**DATA FOR ANALYSIS**
# # # # #

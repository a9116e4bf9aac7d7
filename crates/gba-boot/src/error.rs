use std::fmt;
use thiserror::Error;

/// The step of the startup sequence an error came from.
#[derive(Copy, Clone, Debug, PartialEq, Eq)]
pub enum BootStage {
    Configure,
    AcquireSurface,
    Fetch,
    ModuleInit,
    Upload,
    Sync,
    Load,
}

impl fmt::Display for BootStage {
    fn fmt(&self, f: &mut fmt::Formatter) -> fmt::Result {
        let name = match *self {
            BootStage::Configure => "configure",
            BootStage::AcquireSurface => "acquire surface",
            BootStage::Fetch => "fetch",
            BootStage::ModuleInit => "module init",
            BootStage::Upload => "upload",
            BootStage::Sync => "sync",
            BootStage::Load => "load",
        };
        write!(f, "{}", name)
    }
}

#[derive(Debug, Clone, PartialEq, Eq, Error)]
pub enum BootError {
    #[error("No canvas (no element with id `{0}`)")]
    SurfaceMissing(String),

    #[error("Failed to fetch ROM: {0}")]
    Fetch(String),

    #[error("Emulator module failed to initialize: {0}")]
    ModuleInit(String),

    #[error("ROM upload failed: {0}")]
    Upload(String),

    #[error("Filesystem sync failed: {0}")]
    Sync(String),

    // Message is matched verbatim by pages scraping the console
    #[error("Could not load game")]
    LoadFailed,

    #[error("Invalid boot configuration: {0}")]
    InvalidConfig(String),
}

impl BootError {
    pub fn stage(&self) -> BootStage {
        match self {
            BootError::SurfaceMissing(_) => BootStage::AcquireSurface,
            BootError::Fetch(_) => BootStage::Fetch,
            BootError::ModuleInit(_) => BootStage::ModuleInit,
            BootError::Upload(_) => BootStage::Upload,
            BootError::Sync(_) => BootStage::Sync,
            BootError::LoadFailed => BootStage::Load,
            BootError::InvalidConfig(_) => BootStage::Configure,
        }
    }
}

# # # # #

Reproduce the data exactly, character for character.

repository a9116e4bf9aac7d7
filename crates/gba-boot/src/error.rs
use std::fmt;
use thiserror::Error;

/// The step of the startup sequence an error came from.
#[derive(Copy, Clone, Debug, PartialEq, Eq)]
pub enum BootStage {
    Configure,
    AcquireSurface,
    Fetch,
    ModuleInit,
    Upload,
    Sync,
    Load,
}

impl fmt::Display for BootStage {
    fn fmt(&self, f: &mut fmt::Formatter) -> fmt::Result {
        let name = match *self {
            BootStage::Configure => "configure",
            BootStage::AcquireSurface => "acquire surface",
            BootStage::Fetch => "fetch",
            BootStage::ModuleInit => "module init",
            BootStage::Upload => "upload",
            BootStage::Sync => "sync",
            BootStage::Load => "load",
        };
        write!(f, "{}", name)
    }
}

#[derive(Debug, Clone, PartialEq, Eq, Error)]
pub enum BootError {
    #[error("No canvas (no element with id `{0}`)")]
    SurfaceMissing(String),

    #[error("Failed to fetch ROM: {0}")]
    Fetch(String),

    #[error("Emulator module failed to initialize: {0}")]
    ModuleInit(String),

    #[error("ROM upload failed: {0}")]
    Upload(String),

    #[error("Filesystem sync failed: {0}")]
    Sync(String),

    // Message is matched verbatim by pages scraping the console
    #[error("Could not load game")]
    LoadFailed,

    #[error("Invalid boot configuration: {0}")]
    InvalidConfig(String),
}

impl BootError {
    pub fn stage(&self) -> BootStage {
        match self {
            BootError::SurfaceMissing(_) => BootStage::AcquireSurface,
            BootError::Fetch(_) => BootStage::Fetch,
            BootError::ModuleInit(_) => BootStage::ModuleInit,
            BootError::Upload(_) => BootStage::Upload,
            BootError::Sync(_) => BootStage::Sync,
            BootError::LoadFailed => BootStage::Load,
            BootError::InvalidConfig(_) => BootStage::Configure,
        }
    }
}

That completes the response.